Envolvido até o pescoço no Escândalo Watergate, de espionagem do rival Partido Democrata, Nixon ganhou o pouco honroso título de primeiro presidente americano a renunciar ao cargo, para escapar de um impeachment no Congresso, em 1974. A história toda veio à tona pelo esforço de dois repórteres do “Washington Post”, os já lendários Bob Woodward e Carl Bernstein. Collor, por sua vez, acusado de corrupção, também tornou-se o primeiro presidente brasileiro afastado do cargo por vias democráticas – sua renúncia pouco antes não o livrou de ter o mandato cassado por 441 votos a 38 na Câmara dos Deputados, em 1992. Também foi exposto pelo trabalho incessante de órgãos da imprensa, entre os quais O GLOBO. Tanto um como o outro foram alvo do que Thomas Jefferson – o principal autor da Declaração de Independência dos EUA, em 1776, e terceiro presidente do país, em 1801 – chamou de “o preço da liberdade”: a eterna vigilância.
– A imprensa, quando é uma imprensa de verificação, é o agente dessa vigilância – disse ao GLOBO, dos EUA, o veterano jornalista Bill Kovach, fundador do Comitê de Jornalistas Preocupados e membro do Projeto de Excelência no Jornalismo. – Uma imprensa com essas características, constituída por jornalistas dedicados à busca da verdade, fornece aos cidadãos a informação de que eles precisam para serem livres e governarem a si próprios.
Nixon e Collor talvez não tenham levado muita fé no trabalho investigativo da imprensa. Afinal, em 200 anos de história republicana nos EUA, e 100 no Brasil, não havia precedentes de líderes obrigados a deixar o poder pela ação vigilante de jornalistas. Hoje a situação é diferente. Com o precedente histórico estabelecido, mesmo nas democracias a capacidade de mobilização cidadã da imprensa não é ignorada por quem detém o poder. Daí, apontam estudiosos, a necessidade da constante defesa da liberdade de informação, para que a própria essência da democracia – da qual jornais críticos e independentes são peça-chave – seja preservada.
– A liberdade de imprensa, por definição, não está plenamente consolidada em lugar nenhum. Ela é uma conquista permanente, que vive sob pressão de todo lado, da qual não podemos descuidar – disse Eugênio Bucci, professor da Escola de Comunicação e Artes da USP e diretor da pós-graduação em Jornalismo da Escola Superior de Propaganda e Marketing.

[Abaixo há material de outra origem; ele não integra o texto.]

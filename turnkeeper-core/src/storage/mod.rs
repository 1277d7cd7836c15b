//! Persistent turn state
//!
//! One tagged record in one reserved flash sector. No wear leveling:
//! every save erases and reprograms the same sector.

pub mod flash;
pub mod record;

pub use flash::FlashStore;
pub use record::{PersistedRecord, PAGE_SIZE, RECORD_LEN, RECORD_MAGIC};
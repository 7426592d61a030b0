//! Proof-of-work difficulty.
//!
//! Difficulty is the number of leading zero bits a block checksum must
//! carry. It is fixed for the whole run and copied into every block header.
//!
//! # Range
//!
//! Any value in `0 ..= CHECKSUM_BITS` is a valid configuration. Zero accepts
//! every checksum; `CHECKSUM_BITS` accepts only the all-zero checksum.

use std::fmt;

use serde::{Deserialize, Serialize};

use crate::constants::{CHECKSUM_BITS, MAX_DIFFICULTY};
use crate::error::ConfigError;
use crate::types::Checksum;

/// Whether the top `difficulty` bits of `checksum` are all zero.
///
/// Equivalent to `checksum >> (W - difficulty) == 0`, written without the
/// shift so that `difficulty == 0` and `difficulty >= W` cannot overflow.
pub fn meets_difficulty(checksum: Checksum, difficulty: u32) -> bool {
    if difficulty >= CHECKSUM_BITS {
        return checksum == Checksum::ZERO;
    }
    checksum.leading_zeros() >= difficulty
}

/// A validated difficulty in `0 ..= MAX_DIFFICULTY`.
#[derive(Serialize, Deserialize, Clone, Copy, Debug, PartialEq, Eq, PartialOrd, Ord, Default)]
#[serde(try_from = "u32", into = "u32")]
pub struct Difficulty(u32);

impl Difficulty {
    /// Zero difficulty: every checksum qualifies.
    pub const TRIVIAL: Self = Self(0);

    /// Validate a raw difficulty.
    pub fn new(bits: u32) -> Result<Self, ConfigError> {
        if bits > MAX_DIFFICULTY {
            return Err(ConfigError::DifficultyOutOfRange {
                got: bits,
                max: MAX_DIFFICULTY,
            });
        }
        Ok(Self(bits))
    }

    /// Required leading zero bits.
    pub fn bits(&self) -> u32 {
        self.0
    }

    /// Whether `checksum` satisfies this difficulty.
    pub fn is_met_by(&self, checksum: Checksum) -> bool {
        meets_difficulty(checksum, self.0)
    }

    /// Expected number of checksums to try before one qualifies.
    pub fn expected_attempts(&self) -> u64 {
        1u64 << self.0
    }
}

impl TryFrom<u32> for Difficulty {
    type Error = ConfigError;

    fn try_from(bits: u32) -> Result<Self, Self::Error> {
        Self::new(bits)
    }
}

impl From<Difficulty> for u32 {
    fn from(d: Difficulty) -> Self {
        d.0
    }
}

impl fmt::Display for Difficulty {
    fn fmt(&self, f: &mut fmt::Formatter<'_>) -> fmt::Result {
        write!(f, "{}", self.0)
    }
}
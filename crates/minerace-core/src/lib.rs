//! # minerace-core
//! Block and chain model, checksum digests, difficulty predicate and the
//! admission rules the validator applies to every candidate.

pub mod block_validation;
pub mod chain;
pub mod constants;
pub mod difficulty;
pub mod digest;
pub mod error;
pub mod genesis;
pub mod types;

pub use chain::{Chain, ChainTip};
pub use difficulty::{meets_difficulty, Difficulty};
pub use digest::{ChecksumProvider, Crc32Checksum, Sha256Checksum};
pub use types::{Block, BlockHeader, Checksum, ProducerId};

/// Wall-clock source in Unix seconds.
///
/// Injected everywhere a timestamp is taken so tests can pin time.
pub type Clock = std::sync::Arc<dyn Fn() -> u64 + Send + Sync>;

/// The system clock.
pub fn system_clock() -> Clock {
    std::sync::Arc::new(|| {
        std::time::SystemTime::now()
            .duration_since(std::time::UNIX_EPOCH)
            .unwrap_or_default()
            .as_secs()
    })
}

Ele ressalta que, embora o Brasil esteja vivendo um dos períodos de maior liberdade de imprensa de sua História, há perigos rondando. Entre eles, lista, a censura judicial, que impede por antecipação a publicação de certas informações; o abuso do dinheiro público na compra de espaço publicitário para veiculação de propaganda oficial, que em veículos menores pode gerar dependência econômica em relação à verba governamental; e os assassinatos de jornalistas – cinco somente este ano no Brasil.
– Tudo isso conspira contra a liberdade de imprensa – alerta o professor Bucci.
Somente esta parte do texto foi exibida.